---------- PROVIDED ENTRIES
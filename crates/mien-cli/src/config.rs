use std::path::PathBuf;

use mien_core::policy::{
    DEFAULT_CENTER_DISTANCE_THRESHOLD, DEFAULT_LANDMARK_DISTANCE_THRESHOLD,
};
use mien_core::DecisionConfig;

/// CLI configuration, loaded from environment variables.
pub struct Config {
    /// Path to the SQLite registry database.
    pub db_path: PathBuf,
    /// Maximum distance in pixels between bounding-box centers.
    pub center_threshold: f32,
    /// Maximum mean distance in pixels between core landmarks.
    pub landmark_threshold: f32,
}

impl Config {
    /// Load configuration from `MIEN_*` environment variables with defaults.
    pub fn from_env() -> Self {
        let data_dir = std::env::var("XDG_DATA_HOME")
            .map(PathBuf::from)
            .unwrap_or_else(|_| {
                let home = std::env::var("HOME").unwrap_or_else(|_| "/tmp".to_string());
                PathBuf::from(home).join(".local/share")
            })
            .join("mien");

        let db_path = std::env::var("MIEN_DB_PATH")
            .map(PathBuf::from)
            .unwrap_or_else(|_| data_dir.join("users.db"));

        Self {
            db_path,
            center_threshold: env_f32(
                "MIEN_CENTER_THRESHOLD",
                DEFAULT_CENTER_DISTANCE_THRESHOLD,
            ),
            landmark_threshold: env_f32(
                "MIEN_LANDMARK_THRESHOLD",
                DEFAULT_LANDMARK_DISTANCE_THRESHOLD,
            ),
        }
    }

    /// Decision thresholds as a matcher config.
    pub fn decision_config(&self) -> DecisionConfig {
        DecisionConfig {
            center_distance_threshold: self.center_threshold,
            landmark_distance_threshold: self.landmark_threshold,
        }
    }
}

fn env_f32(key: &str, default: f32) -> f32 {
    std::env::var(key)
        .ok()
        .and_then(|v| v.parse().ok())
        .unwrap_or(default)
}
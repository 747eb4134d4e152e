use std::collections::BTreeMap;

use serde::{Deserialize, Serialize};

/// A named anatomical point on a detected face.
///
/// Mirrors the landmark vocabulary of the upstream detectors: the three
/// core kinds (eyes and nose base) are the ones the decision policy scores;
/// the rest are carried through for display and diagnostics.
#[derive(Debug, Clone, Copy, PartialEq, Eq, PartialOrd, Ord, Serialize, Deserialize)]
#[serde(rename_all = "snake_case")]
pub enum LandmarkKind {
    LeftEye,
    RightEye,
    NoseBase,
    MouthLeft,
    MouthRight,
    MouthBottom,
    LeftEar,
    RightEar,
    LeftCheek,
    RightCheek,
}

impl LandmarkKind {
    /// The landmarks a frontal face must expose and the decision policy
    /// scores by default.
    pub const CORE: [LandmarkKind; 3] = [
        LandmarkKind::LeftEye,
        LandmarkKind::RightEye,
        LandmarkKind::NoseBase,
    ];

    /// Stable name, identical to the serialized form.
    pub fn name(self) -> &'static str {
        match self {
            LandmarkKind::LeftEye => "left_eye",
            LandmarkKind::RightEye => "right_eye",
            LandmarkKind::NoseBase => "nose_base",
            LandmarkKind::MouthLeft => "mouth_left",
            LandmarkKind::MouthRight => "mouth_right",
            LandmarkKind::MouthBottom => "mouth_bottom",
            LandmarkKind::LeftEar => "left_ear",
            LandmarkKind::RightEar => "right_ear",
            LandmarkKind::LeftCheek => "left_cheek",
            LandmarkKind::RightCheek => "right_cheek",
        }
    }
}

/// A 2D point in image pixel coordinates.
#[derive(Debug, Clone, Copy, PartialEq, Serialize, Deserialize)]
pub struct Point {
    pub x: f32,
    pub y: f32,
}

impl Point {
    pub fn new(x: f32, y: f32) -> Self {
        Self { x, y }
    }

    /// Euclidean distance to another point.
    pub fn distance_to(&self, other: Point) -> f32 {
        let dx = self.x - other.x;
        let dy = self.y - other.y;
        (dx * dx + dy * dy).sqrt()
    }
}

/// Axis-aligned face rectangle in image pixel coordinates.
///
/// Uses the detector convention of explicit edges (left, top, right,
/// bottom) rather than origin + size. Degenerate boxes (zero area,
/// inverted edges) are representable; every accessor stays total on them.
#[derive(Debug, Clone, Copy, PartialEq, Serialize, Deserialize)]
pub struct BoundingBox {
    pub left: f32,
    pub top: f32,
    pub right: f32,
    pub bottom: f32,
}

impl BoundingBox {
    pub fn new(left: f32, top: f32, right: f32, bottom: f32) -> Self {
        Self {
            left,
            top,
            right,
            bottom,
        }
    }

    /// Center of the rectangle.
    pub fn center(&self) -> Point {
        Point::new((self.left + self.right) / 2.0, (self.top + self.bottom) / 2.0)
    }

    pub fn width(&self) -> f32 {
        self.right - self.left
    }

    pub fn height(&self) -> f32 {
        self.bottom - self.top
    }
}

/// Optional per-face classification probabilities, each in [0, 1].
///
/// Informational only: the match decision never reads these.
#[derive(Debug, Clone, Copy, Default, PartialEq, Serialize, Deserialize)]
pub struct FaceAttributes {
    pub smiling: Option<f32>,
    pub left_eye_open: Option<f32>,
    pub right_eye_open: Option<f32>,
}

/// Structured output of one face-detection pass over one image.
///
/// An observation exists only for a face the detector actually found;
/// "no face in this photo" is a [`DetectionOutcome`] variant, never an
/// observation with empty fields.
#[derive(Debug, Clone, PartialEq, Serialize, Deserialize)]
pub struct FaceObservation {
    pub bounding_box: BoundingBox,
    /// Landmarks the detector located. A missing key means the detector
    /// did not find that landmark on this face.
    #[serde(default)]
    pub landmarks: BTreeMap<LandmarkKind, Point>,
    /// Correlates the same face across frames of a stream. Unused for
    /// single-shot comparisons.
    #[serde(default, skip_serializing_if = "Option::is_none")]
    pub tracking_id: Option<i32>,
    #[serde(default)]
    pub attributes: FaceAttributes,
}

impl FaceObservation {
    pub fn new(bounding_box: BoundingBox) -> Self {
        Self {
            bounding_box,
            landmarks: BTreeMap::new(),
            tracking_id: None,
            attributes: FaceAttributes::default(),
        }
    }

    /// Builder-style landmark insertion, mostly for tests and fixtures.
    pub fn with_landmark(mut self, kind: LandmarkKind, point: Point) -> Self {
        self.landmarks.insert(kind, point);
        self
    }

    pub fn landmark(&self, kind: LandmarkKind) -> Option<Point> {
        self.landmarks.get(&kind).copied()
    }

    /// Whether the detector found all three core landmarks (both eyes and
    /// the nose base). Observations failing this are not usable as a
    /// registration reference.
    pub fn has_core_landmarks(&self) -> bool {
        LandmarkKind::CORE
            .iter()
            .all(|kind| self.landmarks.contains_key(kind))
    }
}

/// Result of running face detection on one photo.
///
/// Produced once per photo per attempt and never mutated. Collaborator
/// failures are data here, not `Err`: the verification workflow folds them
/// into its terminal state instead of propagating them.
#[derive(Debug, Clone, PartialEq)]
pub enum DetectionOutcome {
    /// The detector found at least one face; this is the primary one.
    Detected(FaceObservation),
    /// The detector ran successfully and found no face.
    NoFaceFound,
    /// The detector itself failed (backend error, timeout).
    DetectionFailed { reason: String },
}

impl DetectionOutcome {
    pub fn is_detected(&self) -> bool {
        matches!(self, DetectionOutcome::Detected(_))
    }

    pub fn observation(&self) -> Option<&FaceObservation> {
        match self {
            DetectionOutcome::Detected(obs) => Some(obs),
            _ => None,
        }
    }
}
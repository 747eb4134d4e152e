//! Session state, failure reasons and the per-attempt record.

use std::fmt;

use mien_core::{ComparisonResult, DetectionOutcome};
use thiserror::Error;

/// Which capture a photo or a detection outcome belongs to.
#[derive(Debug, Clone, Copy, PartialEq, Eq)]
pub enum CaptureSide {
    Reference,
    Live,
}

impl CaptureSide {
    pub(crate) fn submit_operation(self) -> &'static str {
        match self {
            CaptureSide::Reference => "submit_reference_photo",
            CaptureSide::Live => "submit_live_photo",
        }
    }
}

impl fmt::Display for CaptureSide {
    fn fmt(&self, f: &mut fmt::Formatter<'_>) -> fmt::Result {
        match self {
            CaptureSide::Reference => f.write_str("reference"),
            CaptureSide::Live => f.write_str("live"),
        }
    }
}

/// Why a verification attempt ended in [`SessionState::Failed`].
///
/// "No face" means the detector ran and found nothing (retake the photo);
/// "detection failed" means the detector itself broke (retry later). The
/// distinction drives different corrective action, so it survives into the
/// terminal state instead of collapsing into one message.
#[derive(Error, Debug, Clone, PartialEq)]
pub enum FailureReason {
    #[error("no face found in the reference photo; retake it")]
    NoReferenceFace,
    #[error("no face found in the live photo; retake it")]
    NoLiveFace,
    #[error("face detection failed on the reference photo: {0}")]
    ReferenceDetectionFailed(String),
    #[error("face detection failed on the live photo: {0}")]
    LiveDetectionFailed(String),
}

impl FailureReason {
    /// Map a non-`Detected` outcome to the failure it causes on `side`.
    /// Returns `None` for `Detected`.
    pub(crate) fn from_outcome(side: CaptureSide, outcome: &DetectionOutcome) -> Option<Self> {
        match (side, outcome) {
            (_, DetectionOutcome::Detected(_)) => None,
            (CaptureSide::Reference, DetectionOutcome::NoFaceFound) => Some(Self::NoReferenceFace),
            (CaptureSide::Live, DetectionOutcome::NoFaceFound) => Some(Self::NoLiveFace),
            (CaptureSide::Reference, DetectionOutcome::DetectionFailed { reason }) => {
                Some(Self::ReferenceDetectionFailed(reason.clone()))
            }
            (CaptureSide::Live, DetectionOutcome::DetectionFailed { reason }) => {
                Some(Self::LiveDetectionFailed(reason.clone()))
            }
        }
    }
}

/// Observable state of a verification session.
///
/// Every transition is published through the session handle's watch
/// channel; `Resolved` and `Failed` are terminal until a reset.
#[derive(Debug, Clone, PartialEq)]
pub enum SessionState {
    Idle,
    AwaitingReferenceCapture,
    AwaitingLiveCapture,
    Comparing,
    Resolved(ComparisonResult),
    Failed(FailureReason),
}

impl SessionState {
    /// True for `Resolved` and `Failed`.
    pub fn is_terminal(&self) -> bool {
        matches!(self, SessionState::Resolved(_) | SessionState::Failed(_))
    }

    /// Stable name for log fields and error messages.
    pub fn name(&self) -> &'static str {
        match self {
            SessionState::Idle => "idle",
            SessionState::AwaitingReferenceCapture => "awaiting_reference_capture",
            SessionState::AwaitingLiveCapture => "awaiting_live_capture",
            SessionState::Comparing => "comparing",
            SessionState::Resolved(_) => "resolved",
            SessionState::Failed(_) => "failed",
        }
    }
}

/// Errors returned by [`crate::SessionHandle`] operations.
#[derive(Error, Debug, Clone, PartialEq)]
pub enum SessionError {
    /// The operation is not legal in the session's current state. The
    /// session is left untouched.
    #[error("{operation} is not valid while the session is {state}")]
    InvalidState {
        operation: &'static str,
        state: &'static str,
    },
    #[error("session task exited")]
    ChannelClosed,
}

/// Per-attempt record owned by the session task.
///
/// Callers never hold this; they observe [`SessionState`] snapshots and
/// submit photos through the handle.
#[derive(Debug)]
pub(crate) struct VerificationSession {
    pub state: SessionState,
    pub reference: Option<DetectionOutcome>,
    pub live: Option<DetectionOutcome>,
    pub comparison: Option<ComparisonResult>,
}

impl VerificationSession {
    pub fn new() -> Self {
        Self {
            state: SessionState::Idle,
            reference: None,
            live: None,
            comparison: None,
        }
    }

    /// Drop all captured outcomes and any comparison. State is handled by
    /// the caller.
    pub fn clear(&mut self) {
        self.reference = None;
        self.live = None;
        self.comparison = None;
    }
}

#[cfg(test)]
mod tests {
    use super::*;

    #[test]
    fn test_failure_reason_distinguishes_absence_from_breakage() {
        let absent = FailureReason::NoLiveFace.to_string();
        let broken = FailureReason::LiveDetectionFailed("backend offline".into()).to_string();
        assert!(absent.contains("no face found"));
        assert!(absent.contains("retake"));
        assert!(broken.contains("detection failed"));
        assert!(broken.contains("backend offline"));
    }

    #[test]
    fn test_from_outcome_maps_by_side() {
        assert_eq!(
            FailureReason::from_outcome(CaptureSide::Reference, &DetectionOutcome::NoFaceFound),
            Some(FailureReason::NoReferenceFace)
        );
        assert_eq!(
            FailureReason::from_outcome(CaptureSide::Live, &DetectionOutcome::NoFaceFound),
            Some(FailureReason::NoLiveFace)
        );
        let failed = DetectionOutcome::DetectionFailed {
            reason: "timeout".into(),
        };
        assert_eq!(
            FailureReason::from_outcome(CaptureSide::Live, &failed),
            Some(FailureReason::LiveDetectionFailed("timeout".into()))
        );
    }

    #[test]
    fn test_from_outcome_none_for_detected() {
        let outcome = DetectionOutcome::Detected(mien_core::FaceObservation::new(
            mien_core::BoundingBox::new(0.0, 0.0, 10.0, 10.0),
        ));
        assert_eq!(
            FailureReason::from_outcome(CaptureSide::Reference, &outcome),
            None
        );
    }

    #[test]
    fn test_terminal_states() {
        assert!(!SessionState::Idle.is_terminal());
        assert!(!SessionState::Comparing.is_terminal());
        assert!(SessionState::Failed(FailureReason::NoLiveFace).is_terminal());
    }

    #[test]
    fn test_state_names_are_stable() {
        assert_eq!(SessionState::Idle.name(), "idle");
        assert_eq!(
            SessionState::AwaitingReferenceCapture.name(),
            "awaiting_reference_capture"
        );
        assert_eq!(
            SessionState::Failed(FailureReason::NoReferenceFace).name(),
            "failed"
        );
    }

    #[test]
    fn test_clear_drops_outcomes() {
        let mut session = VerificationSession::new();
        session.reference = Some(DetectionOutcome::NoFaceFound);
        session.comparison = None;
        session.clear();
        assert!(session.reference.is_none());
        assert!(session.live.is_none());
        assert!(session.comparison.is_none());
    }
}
--------------------
* **TASK DIRECTIONS**
Find each line in the records that contains the string "attempt", then say how many there are and nothing else.

* **ANSWER FOR THIS EXERCISE**
4